» HOW TO COMPLETE THIS TASK: Throughout the records below, find each line holding "ordinal" and copy it.

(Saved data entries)
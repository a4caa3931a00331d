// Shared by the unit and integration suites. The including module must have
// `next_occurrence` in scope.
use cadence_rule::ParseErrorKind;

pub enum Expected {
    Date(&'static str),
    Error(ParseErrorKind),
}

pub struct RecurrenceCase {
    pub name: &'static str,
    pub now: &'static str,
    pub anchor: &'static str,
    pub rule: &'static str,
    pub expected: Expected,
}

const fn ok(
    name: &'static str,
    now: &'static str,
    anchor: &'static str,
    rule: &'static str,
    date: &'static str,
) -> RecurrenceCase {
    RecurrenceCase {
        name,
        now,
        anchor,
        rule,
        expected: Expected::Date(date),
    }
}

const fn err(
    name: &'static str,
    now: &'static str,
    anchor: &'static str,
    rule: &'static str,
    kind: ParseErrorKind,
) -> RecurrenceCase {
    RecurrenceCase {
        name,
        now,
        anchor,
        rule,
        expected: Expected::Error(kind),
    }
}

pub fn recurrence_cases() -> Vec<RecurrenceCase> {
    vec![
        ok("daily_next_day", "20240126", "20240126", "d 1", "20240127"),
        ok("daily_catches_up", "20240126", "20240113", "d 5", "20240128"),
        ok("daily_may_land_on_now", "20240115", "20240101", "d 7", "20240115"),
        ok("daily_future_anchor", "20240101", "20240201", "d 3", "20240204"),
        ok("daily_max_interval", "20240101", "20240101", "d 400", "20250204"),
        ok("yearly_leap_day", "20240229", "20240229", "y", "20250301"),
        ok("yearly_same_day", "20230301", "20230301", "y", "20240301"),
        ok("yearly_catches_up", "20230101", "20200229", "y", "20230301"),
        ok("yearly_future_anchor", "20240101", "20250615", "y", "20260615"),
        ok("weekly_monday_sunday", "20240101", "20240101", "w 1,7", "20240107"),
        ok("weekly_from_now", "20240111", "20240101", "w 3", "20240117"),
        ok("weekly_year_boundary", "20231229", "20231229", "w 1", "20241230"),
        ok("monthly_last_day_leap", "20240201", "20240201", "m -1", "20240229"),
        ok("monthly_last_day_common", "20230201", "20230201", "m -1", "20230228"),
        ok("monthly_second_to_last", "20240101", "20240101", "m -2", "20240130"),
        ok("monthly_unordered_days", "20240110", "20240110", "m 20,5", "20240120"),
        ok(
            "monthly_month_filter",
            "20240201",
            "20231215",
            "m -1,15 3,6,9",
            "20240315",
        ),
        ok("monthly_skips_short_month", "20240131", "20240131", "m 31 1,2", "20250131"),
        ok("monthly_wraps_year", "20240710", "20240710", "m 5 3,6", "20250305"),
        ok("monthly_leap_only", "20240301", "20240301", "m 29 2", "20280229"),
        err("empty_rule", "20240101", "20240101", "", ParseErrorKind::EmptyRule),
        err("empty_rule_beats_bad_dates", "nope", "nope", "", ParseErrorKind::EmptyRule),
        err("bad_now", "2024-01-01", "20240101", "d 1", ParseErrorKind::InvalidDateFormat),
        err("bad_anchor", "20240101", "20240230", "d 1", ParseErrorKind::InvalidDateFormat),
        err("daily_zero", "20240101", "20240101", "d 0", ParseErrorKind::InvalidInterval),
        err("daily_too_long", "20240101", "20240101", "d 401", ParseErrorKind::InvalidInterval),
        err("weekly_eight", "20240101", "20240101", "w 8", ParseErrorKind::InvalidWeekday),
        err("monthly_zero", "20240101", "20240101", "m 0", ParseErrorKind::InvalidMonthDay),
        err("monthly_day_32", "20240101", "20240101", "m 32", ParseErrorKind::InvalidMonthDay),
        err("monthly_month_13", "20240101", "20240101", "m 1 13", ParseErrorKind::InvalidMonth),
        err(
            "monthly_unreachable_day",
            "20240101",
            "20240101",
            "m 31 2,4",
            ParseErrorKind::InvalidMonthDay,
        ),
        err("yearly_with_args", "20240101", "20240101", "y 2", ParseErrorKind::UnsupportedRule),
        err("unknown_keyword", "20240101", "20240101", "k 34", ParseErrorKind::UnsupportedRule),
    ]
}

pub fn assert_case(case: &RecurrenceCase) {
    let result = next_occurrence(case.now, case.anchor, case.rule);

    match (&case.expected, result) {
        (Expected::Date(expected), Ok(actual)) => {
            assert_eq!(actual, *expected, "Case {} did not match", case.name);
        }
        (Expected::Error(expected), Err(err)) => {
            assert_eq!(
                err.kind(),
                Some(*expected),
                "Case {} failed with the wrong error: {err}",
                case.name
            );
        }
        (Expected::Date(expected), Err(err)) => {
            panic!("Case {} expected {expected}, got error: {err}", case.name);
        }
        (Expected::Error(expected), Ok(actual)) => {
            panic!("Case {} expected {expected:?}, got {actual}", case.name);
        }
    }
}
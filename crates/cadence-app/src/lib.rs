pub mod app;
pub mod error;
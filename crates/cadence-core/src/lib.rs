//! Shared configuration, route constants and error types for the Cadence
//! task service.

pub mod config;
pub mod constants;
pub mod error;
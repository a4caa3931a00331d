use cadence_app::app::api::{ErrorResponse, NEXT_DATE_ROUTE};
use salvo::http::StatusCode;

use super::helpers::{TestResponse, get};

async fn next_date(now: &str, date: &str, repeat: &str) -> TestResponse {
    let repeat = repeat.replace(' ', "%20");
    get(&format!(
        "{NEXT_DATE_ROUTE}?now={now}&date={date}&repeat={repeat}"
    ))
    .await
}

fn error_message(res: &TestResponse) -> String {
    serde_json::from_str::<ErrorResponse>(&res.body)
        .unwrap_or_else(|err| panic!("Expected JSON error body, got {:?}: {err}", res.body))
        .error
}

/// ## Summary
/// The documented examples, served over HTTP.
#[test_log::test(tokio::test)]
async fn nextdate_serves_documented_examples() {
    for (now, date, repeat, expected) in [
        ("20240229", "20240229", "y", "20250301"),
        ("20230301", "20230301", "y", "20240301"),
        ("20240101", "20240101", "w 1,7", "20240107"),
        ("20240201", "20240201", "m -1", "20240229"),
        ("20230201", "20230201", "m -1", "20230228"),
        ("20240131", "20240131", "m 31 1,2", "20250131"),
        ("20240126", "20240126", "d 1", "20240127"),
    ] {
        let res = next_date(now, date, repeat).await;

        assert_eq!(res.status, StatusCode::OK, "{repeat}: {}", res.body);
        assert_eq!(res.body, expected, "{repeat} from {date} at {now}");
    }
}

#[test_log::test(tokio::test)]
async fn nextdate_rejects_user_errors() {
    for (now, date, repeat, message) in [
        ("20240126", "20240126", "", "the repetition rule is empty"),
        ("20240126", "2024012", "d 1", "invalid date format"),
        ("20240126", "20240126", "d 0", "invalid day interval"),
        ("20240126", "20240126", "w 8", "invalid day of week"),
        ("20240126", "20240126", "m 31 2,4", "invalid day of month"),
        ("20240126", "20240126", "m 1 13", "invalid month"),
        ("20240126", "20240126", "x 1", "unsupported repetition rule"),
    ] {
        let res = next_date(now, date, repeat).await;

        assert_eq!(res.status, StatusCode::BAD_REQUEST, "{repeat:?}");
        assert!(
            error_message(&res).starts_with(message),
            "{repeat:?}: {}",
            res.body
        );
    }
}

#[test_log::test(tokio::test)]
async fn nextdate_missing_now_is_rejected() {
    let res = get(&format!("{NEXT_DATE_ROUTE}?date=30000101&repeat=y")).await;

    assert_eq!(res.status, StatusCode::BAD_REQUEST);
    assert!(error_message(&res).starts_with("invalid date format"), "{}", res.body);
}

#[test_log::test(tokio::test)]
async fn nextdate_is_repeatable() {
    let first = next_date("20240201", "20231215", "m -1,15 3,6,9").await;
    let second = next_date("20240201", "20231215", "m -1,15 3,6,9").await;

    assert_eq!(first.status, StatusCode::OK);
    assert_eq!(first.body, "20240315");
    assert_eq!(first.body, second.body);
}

* * *

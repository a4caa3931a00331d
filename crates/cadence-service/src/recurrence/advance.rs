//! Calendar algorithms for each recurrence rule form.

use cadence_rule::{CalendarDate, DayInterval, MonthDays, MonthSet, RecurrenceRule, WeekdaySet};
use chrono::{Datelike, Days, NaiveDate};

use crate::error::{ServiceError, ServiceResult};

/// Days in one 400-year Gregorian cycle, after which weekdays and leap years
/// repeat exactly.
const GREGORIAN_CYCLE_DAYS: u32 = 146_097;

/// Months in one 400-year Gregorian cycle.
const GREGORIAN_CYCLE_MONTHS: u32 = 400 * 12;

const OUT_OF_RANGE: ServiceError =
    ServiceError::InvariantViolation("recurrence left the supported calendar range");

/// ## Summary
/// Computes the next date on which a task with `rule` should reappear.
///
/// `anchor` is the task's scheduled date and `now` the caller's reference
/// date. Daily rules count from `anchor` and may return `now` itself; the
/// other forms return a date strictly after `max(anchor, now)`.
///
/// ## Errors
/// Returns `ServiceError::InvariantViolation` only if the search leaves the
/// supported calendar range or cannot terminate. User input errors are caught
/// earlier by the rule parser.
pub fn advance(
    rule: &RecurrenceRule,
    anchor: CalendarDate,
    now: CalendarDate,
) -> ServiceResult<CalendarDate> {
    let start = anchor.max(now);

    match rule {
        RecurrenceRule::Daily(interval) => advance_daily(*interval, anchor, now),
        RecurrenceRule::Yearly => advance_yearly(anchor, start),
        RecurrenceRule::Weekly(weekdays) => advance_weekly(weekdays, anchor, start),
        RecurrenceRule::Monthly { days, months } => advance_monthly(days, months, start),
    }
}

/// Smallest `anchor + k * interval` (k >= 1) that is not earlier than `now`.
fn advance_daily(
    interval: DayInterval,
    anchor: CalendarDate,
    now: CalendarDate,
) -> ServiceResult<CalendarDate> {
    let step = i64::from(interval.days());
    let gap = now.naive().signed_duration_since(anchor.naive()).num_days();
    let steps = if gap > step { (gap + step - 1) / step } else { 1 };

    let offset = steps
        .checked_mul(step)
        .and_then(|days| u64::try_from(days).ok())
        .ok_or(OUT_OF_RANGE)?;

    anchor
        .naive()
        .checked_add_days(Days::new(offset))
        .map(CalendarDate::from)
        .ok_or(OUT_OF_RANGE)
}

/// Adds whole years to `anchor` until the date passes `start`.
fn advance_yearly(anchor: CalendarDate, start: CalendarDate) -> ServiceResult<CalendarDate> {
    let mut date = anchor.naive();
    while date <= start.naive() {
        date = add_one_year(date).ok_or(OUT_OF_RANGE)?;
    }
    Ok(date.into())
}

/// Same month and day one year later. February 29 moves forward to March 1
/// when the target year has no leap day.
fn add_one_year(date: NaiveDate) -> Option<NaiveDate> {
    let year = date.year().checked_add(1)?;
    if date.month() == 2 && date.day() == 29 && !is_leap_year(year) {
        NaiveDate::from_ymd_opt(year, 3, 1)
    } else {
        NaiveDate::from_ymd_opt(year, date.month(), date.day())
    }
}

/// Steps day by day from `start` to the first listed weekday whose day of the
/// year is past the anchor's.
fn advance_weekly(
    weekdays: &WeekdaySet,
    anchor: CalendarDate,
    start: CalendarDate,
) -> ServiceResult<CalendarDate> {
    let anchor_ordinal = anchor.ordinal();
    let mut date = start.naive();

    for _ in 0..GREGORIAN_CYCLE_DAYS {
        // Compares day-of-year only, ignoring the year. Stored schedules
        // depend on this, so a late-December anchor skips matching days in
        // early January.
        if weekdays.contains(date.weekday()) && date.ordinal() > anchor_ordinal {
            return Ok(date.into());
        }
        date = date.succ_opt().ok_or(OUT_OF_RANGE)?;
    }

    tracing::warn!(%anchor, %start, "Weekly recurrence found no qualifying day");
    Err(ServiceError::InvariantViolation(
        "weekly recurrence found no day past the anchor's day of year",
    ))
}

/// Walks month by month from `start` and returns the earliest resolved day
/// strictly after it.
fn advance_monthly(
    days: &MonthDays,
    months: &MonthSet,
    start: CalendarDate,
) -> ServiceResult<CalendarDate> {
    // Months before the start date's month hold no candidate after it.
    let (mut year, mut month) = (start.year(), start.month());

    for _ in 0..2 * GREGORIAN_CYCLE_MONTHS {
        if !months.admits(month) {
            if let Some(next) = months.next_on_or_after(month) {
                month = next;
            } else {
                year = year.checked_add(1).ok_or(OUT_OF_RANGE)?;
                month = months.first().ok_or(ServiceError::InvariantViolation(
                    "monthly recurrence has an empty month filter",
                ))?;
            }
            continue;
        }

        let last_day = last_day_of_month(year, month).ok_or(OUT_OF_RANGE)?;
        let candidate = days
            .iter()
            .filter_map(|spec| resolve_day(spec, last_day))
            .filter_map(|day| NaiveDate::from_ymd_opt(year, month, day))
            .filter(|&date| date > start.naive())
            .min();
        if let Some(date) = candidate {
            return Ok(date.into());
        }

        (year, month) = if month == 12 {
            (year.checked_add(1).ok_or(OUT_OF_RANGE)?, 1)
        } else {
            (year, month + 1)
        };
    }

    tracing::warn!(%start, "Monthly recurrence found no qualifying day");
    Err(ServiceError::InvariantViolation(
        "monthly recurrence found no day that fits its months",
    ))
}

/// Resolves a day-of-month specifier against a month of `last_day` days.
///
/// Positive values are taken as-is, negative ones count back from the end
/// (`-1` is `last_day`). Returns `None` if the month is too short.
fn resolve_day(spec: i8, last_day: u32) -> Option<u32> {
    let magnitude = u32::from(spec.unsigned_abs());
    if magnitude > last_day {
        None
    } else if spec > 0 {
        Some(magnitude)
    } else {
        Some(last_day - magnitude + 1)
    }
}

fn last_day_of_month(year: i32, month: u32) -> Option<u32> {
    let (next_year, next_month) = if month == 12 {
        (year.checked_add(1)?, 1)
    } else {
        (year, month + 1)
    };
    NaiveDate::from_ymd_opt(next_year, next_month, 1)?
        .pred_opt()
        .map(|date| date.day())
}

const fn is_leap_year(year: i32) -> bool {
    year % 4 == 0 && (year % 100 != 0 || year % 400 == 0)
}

* * *

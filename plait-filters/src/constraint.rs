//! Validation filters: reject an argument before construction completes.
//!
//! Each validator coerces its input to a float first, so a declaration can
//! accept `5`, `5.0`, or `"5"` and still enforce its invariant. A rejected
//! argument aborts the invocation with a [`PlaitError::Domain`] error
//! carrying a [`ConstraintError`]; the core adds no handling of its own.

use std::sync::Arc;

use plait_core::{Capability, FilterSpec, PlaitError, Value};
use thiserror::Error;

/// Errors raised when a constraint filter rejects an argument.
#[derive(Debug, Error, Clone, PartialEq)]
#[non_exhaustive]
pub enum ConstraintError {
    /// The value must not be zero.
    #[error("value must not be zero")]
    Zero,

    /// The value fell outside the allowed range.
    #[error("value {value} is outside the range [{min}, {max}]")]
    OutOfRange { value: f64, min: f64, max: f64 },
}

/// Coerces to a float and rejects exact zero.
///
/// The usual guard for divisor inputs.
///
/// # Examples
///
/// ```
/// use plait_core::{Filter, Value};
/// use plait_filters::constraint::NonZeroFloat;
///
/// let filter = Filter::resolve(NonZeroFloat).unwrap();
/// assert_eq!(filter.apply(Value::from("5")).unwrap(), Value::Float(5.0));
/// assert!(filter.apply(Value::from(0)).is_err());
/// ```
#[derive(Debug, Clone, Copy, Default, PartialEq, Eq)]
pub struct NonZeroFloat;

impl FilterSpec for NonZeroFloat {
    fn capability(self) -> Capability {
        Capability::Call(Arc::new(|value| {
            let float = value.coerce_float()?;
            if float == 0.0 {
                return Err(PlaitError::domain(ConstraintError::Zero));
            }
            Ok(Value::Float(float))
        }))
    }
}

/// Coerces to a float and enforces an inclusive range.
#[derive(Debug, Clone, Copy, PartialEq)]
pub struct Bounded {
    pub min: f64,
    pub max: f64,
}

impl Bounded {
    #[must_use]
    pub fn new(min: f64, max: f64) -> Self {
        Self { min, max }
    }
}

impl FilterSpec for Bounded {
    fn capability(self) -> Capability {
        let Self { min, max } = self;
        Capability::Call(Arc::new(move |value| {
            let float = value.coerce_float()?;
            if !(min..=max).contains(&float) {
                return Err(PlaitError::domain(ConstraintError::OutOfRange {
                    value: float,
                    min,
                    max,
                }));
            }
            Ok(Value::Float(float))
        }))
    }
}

» REPLY TO THE EXERCISE:
    let anchor_ordinal = anchor.ordinal();
        if weekdays.contains(date.weekday()) && date.ordinal() > anchor_ordinal {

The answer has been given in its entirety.